Identification and analysis of the reactive metabolites related to the hepatotoxicity of safrole.

ABSTRACT

1. Safrole is the main component of the volatile oil in Xixin, which has a strong antifungal effect. However, safrole has been shown to be associated with the development of hepatocellular carcinoma.
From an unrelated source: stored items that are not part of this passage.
//! Mode-split integrator with a semi-implicit barotropic mode.

use crate::equation::Equation;
use crate::error::Result;
use crate::fields::{FieldId, FieldSet};
use crate::pipeline::{DependencyFlags, DependencyUpdatePipeline};
use crate::stepper::{
    reborrow, DirkLspum2, Forcing, Ssprk33Stage, Ssprk33StageSemiImplicit, StageStepper,
    TimeStepper,
};
use crate::turbulence::TurbulenceUpdater;

use super::{CoupledProblem, CoupledStepper};

/// SSPRK(3,3) stages for the 3D systems with the matching 2D stage
/// solved semi-implicitly, so the barotropic mode needs no sub-cycling.
///
/// The implicit vertical solves (momentum diffusion, turbulence
/// quantities) use the L-stable DIRK pair so stiff vertical diffusion
/// cannot destabilize the stage loop.
pub struct CoupledSsprkSemiImplicit {
    stepper_2d: Ssprk33StageSemiImplicit<Box<dyn Equation>>,
    stepper_mom: Ssprk33Stage<Box<dyn Equation>>,
    stepper_salt: Option<Ssprk33Stage<Box<dyn Equation>>>,
    stepper_psi_adv: Option<Ssprk33Stage<Box<dyn Equation>>>,
    stepper_tke_adv: Option<Ssprk33Stage<Box<dyn Equation>>>,
    pipeline: DependencyUpdatePipeline,
    dt: f64,
}

impl CoupledSsprkSemiImplicit {
    pub fn new(problem: CoupledProblem, fields: &FieldSet) -> Result<Self> {
        problem.validate("CoupledSsprkSemiImplicit")?;
        let CoupledProblem {
            options,
            constants,
            eq_sw,
            eq_momentum,
            eq_vert_momentum,
            eq_salt,
            turbulence,
            limiter,
        } = problem;
        let dt = options.dt;
        tracing::debug!(dt, "semi-implicit barotropic stages, no sub-cycling");

        let mut pipeline = DependencyUpdatePipeline::new(options, constants, fields)?;
        if let Some(eq) = eq_vert_momentum {
            pipeline = pipeline
                .with_vert_diffusion(Box::new(DirkLspum2::new(eq, FieldId::Velocity3d)));
        }
        let mut stepper_psi_adv = None;
        let mut stepper_tke_adv = None;
        if let Some(turb) = turbulence {
            stepper_psi_adv = turb
                .eq_psi_adv
                .map(|eq| Ssprk33Stage::new(eq, FieldId::Psi3d));
            stepper_tke_adv = turb
                .eq_tke_adv
                .map(|eq| Ssprk33Stage::new(eq, FieldId::Tke3d));
            let mut updater = TurbulenceUpdater::new(
                turb.closure,
                Box::new(DirkLspum2::new(turb.eq_psi, FieldId::Psi3d)),
                Box::new(DirkLspum2::new(turb.eq_tke, FieldId::Tke3d)),
            );
            if let Some(limiter) = &limiter {
                updater = updater.with_limiter(limiter.clone());
            }
            pipeline = pipeline.with_turbulence(updater);
        }
        if let Some(limiter) = limiter {
            pipeline = pipeline.with_limiter(limiter);
        }

        Ok(Self {
            stepper_2d: Ssprk33StageSemiImplicit::new(eq_sw, FieldId::Solution2d),
            stepper_mom: Ssprk33Stage::new(eq_momentum, FieldId::Velocity3d),
            stepper_salt: eq_salt.map(|eq| Ssprk33Stage::new(eq, FieldId::Salinity3d)),
            stepper_psi_adv,
            stepper_tke_adv,
            pipeline,
            dt,
        })
    }
}

impl CoupledStepper for CoupledSsprkSemiImplicit {
    fn name(&self) -> &'static str {
        "CoupledSsprkSemiImplicit"
    }

    fn initialize(&mut self, fields: &mut FieldSet) -> Result<()> {
        self.pipeline.initialize(fields)?;
        self.stepper_2d.initialize(fields)?;
        self.stepper_mom.initialize(fields)?;
        if let Some(stepper) = self.stepper_salt.as_mut() {
            stepper.initialize(fields)?;
        }
        if let Some(stepper) = self.stepper_psi_adv.as_mut() {
            stepper.initialize(fields)?;
        }
        if let Some(stepper) = self.stepper_tke_adv.as_mut() {
            stepper.initialize(fields)?;
        }
        Ok(())
    }

    fn advance(
        &mut self,
        t: f64,
        fields: &mut FieldSet,
        mut forcing_2d: Forcing<'_>,
        mut forcing_3d: Forcing<'_>,
    ) -> Result<()> {
        let dt = self.dt;
        for stage in 0..3 {
            let last = stage == 2;

            if let Some(stepper) = self.stepper_salt.as_mut() {
                stepper.solve_stage(stage, t, dt, fields, reborrow(&mut forcing_3d))?;
                self.pipeline.limit_tracers(fields);
            }
            if let Some(stepper) = self.stepper_psi_adv.as_mut() {
                stepper.solve_stage(stage, t, dt, fields, None)?;
            }
            if let Some(stepper) = self.stepper_tke_adv.as_mut() {
                stepper.solve_stage(stage, t, dt, fields, None)?;
            }
            self.stepper_mom
                .solve_stage(stage, t, dt, fields, reborrow(&mut forcing_3d))?;
            self.stepper_2d
                .solve_stage(stage, t, dt, fields, reborrow(&mut forcing_2d))?;

            self.pipeline
                .run(t, dt, fields, DependencyFlags::last_step(last))?;
        }
        Ok(())
    }
}

#[cfg(test)]
mod tests {
    use crate::config::{ModelOptions, PhysicalConstants};
    use crate::equation::EquationKind;
    use crate::fields::{solution2d, FieldId};

    use super::super::testutil::{problem_fields, Relax3d, Swe2d};
    use super::*;

    fn base_problem(options: ModelOptions) -> CoupledProblem {
        CoupledProblem::new(
            options,
            PhysicalConstants::default(),
            Box::new(Swe2d {
                g: 0.002,
                depth: 0.08,
                n_columns: 2,
            }),
            Box::new(Relax3d {
                kind: EquationKind::Momentum3d,
                rate: 0.01,
                n: 12,
            }),
        )
    }

    #[test]
    fn barotropic_stage_never_amplifies_the_wave_energy() {
        // each implicit stage is a contraction in the energy norm, so the
        // Shu–Osher combination cannot amplify the standing wave
        let (g, depth) = (0.01, 0.25);
        let options = ModelOptions::new(10.0, 10.0);
        let mut fields = problem_fields(&options);
        fields.values_mut(FieldId::Solution2d)[solution2d::ETA] = 0.5;

        let problem = CoupledProblem::new(
            options,
            PhysicalConstants::default(),
            Box::new(Swe2d {
                g,
                depth,
                n_columns: 2,
            }),
            Box::new(Relax3d {
                kind: EquationKind::Momentum3d,
                rate: 0.01,
                n: 12,
            }),
        );
        let mut stepper = CoupledSsprkSemiImplicit::new(problem, &fields).unwrap();
        stepper.initialize(&mut fields).unwrap();

        let energy = |f: &FieldSet| {
            let sol = f.values(FieldId::Solution2d);
            (0..2)
                .map(|c| {
                    let u = sol[3 * c + solution2d::U];
                    let eta = sol[3 * c + solution2d::ETA];
                    depth * u * u + g * eta * eta
                })
                .sum::<f64>()
        };
        let e0 = energy(&fields);
        for step in 0..5 {
            stepper
                .advance(step as f64 * 10.0, &mut fields, None, None)
                .unwrap();
        }
        assert!(energy(&fields) <= e0 * (1.0 + 1e-8));
        assert!(fields
            .values(FieldId::Solution2d)
            .iter()
            .all(|v| v.is_finite()));
    }

    #[test]
    fn stage_forcing_follows_the_shu_osher_times() {
        let options = ModelOptions::new(10.0, 10.0);
        let mut fields = problem_fields(&options);
        let mut stepper = CoupledSsprkSemiImplicit::new(base_problem(options), &fields).unwrap();
        stepper.initialize(&mut fields).unwrap();

        let mut times = Vec::new();
        let mut record = |t: f64| times.push(t);
        stepper
            .advance(0.0, &mut fields, Some(&mut record), None)
            .unwrap();
        assert_eq!(times, vec![0.0, 10.0, 5.0]);
    }
}
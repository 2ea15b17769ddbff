//! Turbulence closure coupling.
//!
//! The engine does not assemble turbulence physics itself; a
//! [`TurbulenceClosure`] computes the algebraic pieces (shear/buoyancy
//! frequencies before the solves, stability functions and eddy
//! viscosity/diffusivity after), while the two transported quantities
//! (TKE and the generic length-scale variable psi) are advanced by
//! ordinary [`TimeStepper`]s owned by the [`TurbulenceUpdater`].

use std::rc::Rc;

use crate::error::Result;
use crate::fields::FieldSet;
use crate::limiter::TracerLimiter;
use crate::stepper::TimeStepper;

/// Algebraic part of a two-equation turbulence closure.
pub trait TurbulenceClosure {
    /// Update source-term fields consumed by the TKE/psi equations.
    fn preprocess(&mut self, fields: &mut FieldSet);

    /// Update eddy viscosity/diffusivity from the advanced quantities.
    fn postprocess(&mut self, fields: &mut FieldSet);
}

/// Advances the turbulence quantities and brackets them with the
/// closure's algebraic updates.
///
/// The psi equation is solved before the TKE equation: its source terms
/// depend on the TKE field from the previous update, while the TKE solve
/// may already consume the new length scale.
pub struct TurbulenceUpdater {
    closure: Box<dyn TurbulenceClosure>,
    psi_stepper: Box<dyn TimeStepper>,
    tke_stepper: Box<dyn TimeStepper>,
    limiter: Option<Rc<dyn TracerLimiter>>,
}

impl TurbulenceUpdater {
    pub fn new(
        closure: Box<dyn TurbulenceClosure>,
        psi_stepper: Box<dyn TimeStepper>,
        tke_stepper: Box<dyn TimeStepper>,
    ) -> Self {
        Self {
            closure,
            psi_stepper,
            tke_stepper,
            limiter: None,
        }
    }

    /// Limit both quantities after their solves (positivity floor).
    pub fn with_limiter(mut self, limiter: Rc<dyn TracerLimiter>) -> Self {
        self.limiter = Some(limiter);
        self
    }

    pub fn initialize(&mut self, fields: &FieldSet) -> Result<()> {
        self.psi_stepper.initialize(fields)?;
        self.tke_stepper.initialize(fields)
    }

    /// One turbulence update over `[t, t + dt]`.
    pub fn update(&mut self, t: f64, dt: f64, fields: &mut FieldSet) -> Result<()> {
        self.closure.preprocess(fields);
        self.psi_stepper.advance(t, dt, fields, None)?;
        self.tke_stepper.advance(t, dt, fields, None)?;
        if let Some(limiter) = &self.limiter {
            limiter.apply(fields.values_mut(crate::fields::FieldId::Psi3d));
            limiter.apply(fields.values_mut(crate::fields::FieldId::Tke3d));
        }
        self.closure.postprocess(fields);
        Ok(())
    }
}
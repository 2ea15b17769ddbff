//! Slope/range limiters applied to transported scalars.

/// Post-step limiter applied in place to a tracer buffer.
///
/// Implementations must be idempotent: applying the limiter to an
/// already-limited buffer must not change it.
pub trait TracerLimiter {
    fn apply(&self, values: &mut [f64]);
}

/// Clamp every value into a fixed physical range.
///
/// The simplest positivity/range guard, used for salinity and for the
/// turbulence quantities (which must stay above a small positive floor).
#[derive(Clone, Copy, Debug)]
pub struct ClampLimiter {
    pub min: f64,
    pub max: f64,
}

impl ClampLimiter {
    pub fn new(min: f64, max: f64) -> Self {
        Self { min, max }
    }

    /// Lower bound only; the upper bound is unconstrained.
    pub fn floor(min: f64) -> Self {
        Self {
            min,
            max: f64::INFINITY,
        }
    }
}

impl TracerLimiter for ClampLimiter {
    fn apply(&self, values: &mut [f64]) {
        for v in values.iter_mut() {
            *v = v.clamp(self.min, self.max);
        }
    }
}

#[cfg(test)]
mod tests {
    use super::*;

    #[test]
    fn clamps_into_range_and_is_idempotent() {
        let limiter = ClampLimiter::new(0.0, 35.0);
        let mut values = vec![-1.0, 10.0, 40.0];
        limiter.apply(&mut values);
        assert_eq!(values, vec![0.0, 10.0, 35.0]);
        let before = values.clone();
        limiter.apply(&mut values);
        assert_eq!(values, before);
    }

    #[test]
    fn floor_leaves_the_upper_range_open() {
        let limiter = ClampLimiter::floor(1.0e-6);
        let mut values = vec![0.0, 1.0e3];
        limiter.apply(&mut values);
        assert_eq!(values, vec![1.0e-6, 1.0e3]);
    }
}
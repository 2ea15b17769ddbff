//! Stage tables and 2D sub-cycling schedule for the mode-split recipes.

use crate::config::ModelOptions;

/// SSPRK(3,3) stage geometry on the macro-step time axis.
///
/// Stage `k` advances the solution over
/// `[t + start_frac[k] dt, t + (start_frac[k] + dt_frac[k]) dt]`; its
/// initial value is the blend `w uⁿ + (1-w) u` with `w = stage_w[k]`,
/// which turns the end state of the previous stage into the Shu–Osher
/// convex combination.
#[derive(Clone, Copy, Debug)]
pub struct StageWeights {
    /// Length of each stage as a fraction of the macro step.
    pub dt_frac: [f64; 3],
    /// Start of each stage as a fraction of the macro step.
    pub start_frac: [f64; 3],
    /// Weight of the step-start solution in the stage initial blend.
    pub stage_w: [f64; 3],
}

impl StageWeights {
    pub fn ssprk33() -> Self {
        let dt_frac = [1.0, 0.25, 2.0 / 3.0];
        let start_frac = [0.0, 0.25, 1.0 / 3.0];
        let mut stage_w = [1.0 - start_frac[0], 0.0, 0.0];
        for k in 1..3 {
            let prev_end = start_frac[k - 1] + dt_frac[k - 1];
            stage_w[k] = prev_end * (1.0 - start_frac[k]);
        }
        Self {
            dt_frac,
            start_frac,
            stage_w,
        }
    }
}

/// 2D sub-cycling schedule of one stage.
#[derive(Clone, Copy, Debug, PartialEq)]
pub struct SubCycle {
    /// Number of 2D steps within the stage.
    pub n_steps: usize,
    /// Length of each 2D step; `n_steps * dt_inner` tiles the stage
    /// window exactly.
    pub dt_inner: f64,
}

/// Compute the per-stage sub-cycling schedule.
///
/// Each stage window `dt_frac[k] * dt` is tiled with the largest inner
/// step not exceeding the barotropic step `dt_2d`.
pub fn subcycles(weights: &StageWeights, options: &ModelOptions) -> [SubCycle; 3] {
    let mut out = [SubCycle {
        n_steps: 0,
        dt_inner: 0.0,
    }; 3];
    for (k, &frac) in weights.dt_frac.iter().enumerate() {
        let window = frac * options.dt;
        let n_steps = (window / options.dt_2d).ceil().max(1.0) as usize;
        let dt_inner = window / n_steps as f64;
        tracing::info!(stage = k, frac, n_steps, dt_inner, "2D sub-cycling schedule");
        out[k] = SubCycle { n_steps, dt_inner };
    }
    out
}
Methylenedioxyphenyl and allyl-benzene substructures of safrole may cause a mechanism-based inhibition (MBI) of CYP450 enzymes (CYPs) and produce reactive metabolites (RMs), resulting in inhibition of enzyme activity and toxic effects. 2. Based on the experiments of CYPs cocktail screening, glutathione (GSH) capture and the IC50 data, we found that safrole had an inhibitory effect on CYP1A2. The test of enzyme activity recovery when adding GSH may help to verify the MBI of safrole. 3. Two metabolites, 1,2-dihydroxy-4-allylbenzene (M1) and 1'-hydroxy safrole (M2) could be captured by GSH. The ultra performance liquid chromatography - tandem mass spectrometer (UPLC-MS/MS) method was used to identify the RMs through a detailed characterization of the safrole cleavage processes and the GSH-M1 adduct. The RMs identified are quinone and its tautomer. Thus, preliminary conclusion can be obtained that safrole is a mechanism-based inhibitor of CYP1A2. 4. The cleavage process of the GSH-M1/M2 adduct was analyzed in further detail. We believe the safrole hepatotoxicity mechanism is related to the RMs mediated by CYP1A2. This work provides important information on predicting in vivo drug induced liver injury.